[TRY IT]: Word for word, give the listing below again.

[TASK MATERIAL]:
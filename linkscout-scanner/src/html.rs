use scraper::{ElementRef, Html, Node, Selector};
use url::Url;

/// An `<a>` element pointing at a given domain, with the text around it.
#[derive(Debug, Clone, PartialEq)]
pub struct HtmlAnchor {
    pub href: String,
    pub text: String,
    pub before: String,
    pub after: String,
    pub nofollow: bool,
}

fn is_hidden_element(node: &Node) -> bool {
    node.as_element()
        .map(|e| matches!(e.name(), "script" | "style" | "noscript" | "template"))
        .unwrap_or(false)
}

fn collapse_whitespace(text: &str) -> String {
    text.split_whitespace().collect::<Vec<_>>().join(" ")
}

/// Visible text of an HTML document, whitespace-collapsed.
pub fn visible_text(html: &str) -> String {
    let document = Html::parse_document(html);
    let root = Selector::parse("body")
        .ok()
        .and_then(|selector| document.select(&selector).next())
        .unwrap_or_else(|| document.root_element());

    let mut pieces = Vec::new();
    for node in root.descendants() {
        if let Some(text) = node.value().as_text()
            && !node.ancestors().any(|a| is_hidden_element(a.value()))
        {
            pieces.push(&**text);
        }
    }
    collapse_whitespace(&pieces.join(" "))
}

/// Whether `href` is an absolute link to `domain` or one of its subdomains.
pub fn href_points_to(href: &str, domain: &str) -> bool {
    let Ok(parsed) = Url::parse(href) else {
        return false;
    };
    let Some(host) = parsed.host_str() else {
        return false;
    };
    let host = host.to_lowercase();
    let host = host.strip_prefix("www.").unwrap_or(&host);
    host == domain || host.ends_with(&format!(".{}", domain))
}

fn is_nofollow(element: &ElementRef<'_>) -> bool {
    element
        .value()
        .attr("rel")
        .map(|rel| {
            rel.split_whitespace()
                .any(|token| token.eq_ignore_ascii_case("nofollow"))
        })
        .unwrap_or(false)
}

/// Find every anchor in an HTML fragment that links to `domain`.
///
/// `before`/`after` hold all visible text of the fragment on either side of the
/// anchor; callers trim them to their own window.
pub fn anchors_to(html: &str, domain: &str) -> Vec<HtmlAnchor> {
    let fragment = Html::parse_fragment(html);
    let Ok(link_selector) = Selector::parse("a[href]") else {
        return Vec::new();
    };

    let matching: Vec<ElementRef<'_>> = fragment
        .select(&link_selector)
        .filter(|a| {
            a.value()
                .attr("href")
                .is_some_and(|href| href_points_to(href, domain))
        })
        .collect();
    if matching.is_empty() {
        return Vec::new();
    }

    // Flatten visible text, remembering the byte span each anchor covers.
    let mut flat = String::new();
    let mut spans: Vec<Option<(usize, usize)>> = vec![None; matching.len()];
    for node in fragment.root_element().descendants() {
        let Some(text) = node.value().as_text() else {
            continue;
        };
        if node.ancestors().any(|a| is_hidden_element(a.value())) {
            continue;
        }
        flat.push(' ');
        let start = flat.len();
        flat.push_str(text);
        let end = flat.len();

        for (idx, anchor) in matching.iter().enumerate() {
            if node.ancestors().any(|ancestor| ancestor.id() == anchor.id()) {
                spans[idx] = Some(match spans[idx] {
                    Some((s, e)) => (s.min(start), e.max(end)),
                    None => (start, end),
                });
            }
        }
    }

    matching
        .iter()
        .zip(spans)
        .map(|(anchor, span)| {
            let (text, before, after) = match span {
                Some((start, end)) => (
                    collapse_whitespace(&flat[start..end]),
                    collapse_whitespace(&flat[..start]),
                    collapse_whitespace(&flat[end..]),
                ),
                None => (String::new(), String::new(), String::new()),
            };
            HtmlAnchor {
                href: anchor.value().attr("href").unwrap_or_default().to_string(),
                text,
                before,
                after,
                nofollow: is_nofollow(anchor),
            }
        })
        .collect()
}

[YOUR RESPONSE]:
filename linkscout-scanner/src/html.rs
use scraper::{ElementRef, Html, Node, Selector};
use url::Url;

/// An `<a>` element pointing at a given domain, with the text around it.
#[derive(Debug, Clone, PartialEq)]
pub struct HtmlAnchor {
    pub href: String,
    pub text: String,
    pub before: String,
    pub after: String,
    pub nofollow: bool,
}

fn is_hidden_element(node: &Node) -> bool {
    node.as_element()
        .map(|e| matches!(e.name(), "script" | "style" | "noscript" | "template"))
        .unwrap_or(false)
}

fn collapse_whitespace(text: &str) -> String {
    text.split_whitespace().collect::<Vec<_>>().join(" ")
}

/// Visible text of an HTML document, whitespace-collapsed.
pub fn visible_text(html: &str) -> String {
    let document = Html::parse_document(html);
    let root = Selector::parse("body")
        .ok()
        .and_then(|selector| document.select(&selector).next())
        .unwrap_or_else(|| document.root_element());

    let mut pieces = Vec::new();
    for node in root.descendants() {
        if let Some(text) = node.value().as_text()
            && !node.ancestors().any(|a| is_hidden_element(a.value()))
        {
            pieces.push(&**text);
        }
    }
    collapse_whitespace(&pieces.join(" "))
}

/// Whether `href` is an absolute link to `domain` or one of its subdomains.
pub fn href_points_to(href: &str, domain: &str) -> bool {
    let Ok(parsed) = Url::parse(href) else {
        return false;
    };
    let Some(host) = parsed.host_str() else {
        return false;
    };
    let host = host.to_lowercase();
    let host = host.strip_prefix("www.").unwrap_or(&host);
    host == domain || host.ends_with(&format!(".{}", domain))
}

fn is_nofollow(element: &ElementRef<'_>) -> bool {
    element
        .value()
        .attr("rel")
        .map(|rel| {
            rel.split_whitespace()
                .any(|token| token.eq_ignore_ascii_case("nofollow"))
        })
        .unwrap_or(false)
}

/// Find every anchor in an HTML fragment that links to `domain`.
///
/// `before`/`after` hold all visible text of the fragment on either side of the
/// anchor; callers trim them to their own window.
pub fn anchors_to(html: &str, domain: &str) -> Vec<HtmlAnchor> {
    let fragment = Html::parse_fragment(html);
    let Ok(link_selector) = Selector::parse("a[href]") else {
        return Vec::new();
    };

    let matching: Vec<ElementRef<'_>> = fragment
        .select(&link_selector)
        .filter(|a| {
            a.value()
                .attr("href")
                .is_some_and(|href| href_points_to(href, domain))
        })
        .collect();
    if matching.is_empty() {
        return Vec::new();
    }

    // Flatten visible text, remembering the byte span each anchor covers.
    let mut flat = String::new();
    let mut spans: Vec<Option<(usize, usize)>> = vec![None; matching.len()];
    for node in fragment.root_element().descendants() {
        let Some(text) = node.value().as_text() else {
            continue;
        };
        if node.ancestors().any(|a| is_hidden_element(a.value())) {
            continue;
        }
        flat.push(' ');
        let start = flat.len();
        flat.push_str(text);
        let end = flat.len();

        for (idx, anchor) in matching.iter().enumerate() {
            if node.ancestors().any(|ancestor| ancestor.id() == anchor.id()) {
                spans[idx] = Some(match spans[idx] {
                    Some((s, e)) => (s.min(start), e.max(end)),
                    None => (start, end),
                });
            }
        }
    }

    matching
        .iter()
        .zip(spans)
        .map(|(anchor, span)| {
            let (text, before, after) = match span {
                Some((start, end)) => (
                    collapse_whitespace(&flat[start..end]),
                    collapse_whitespace(&flat[..start]),
                    collapse_whitespace(&flat[end..]),
                ),
                None => (String::new(), String::new(), String::new()),
            };
            HtmlAnchor {
                href: anchor.value().attr("href").unwrap_or_default().to_string(),
                text,
                before,
                after,
                nofollow: is_nofollow(anchor),
            }
        })
        .collect()
}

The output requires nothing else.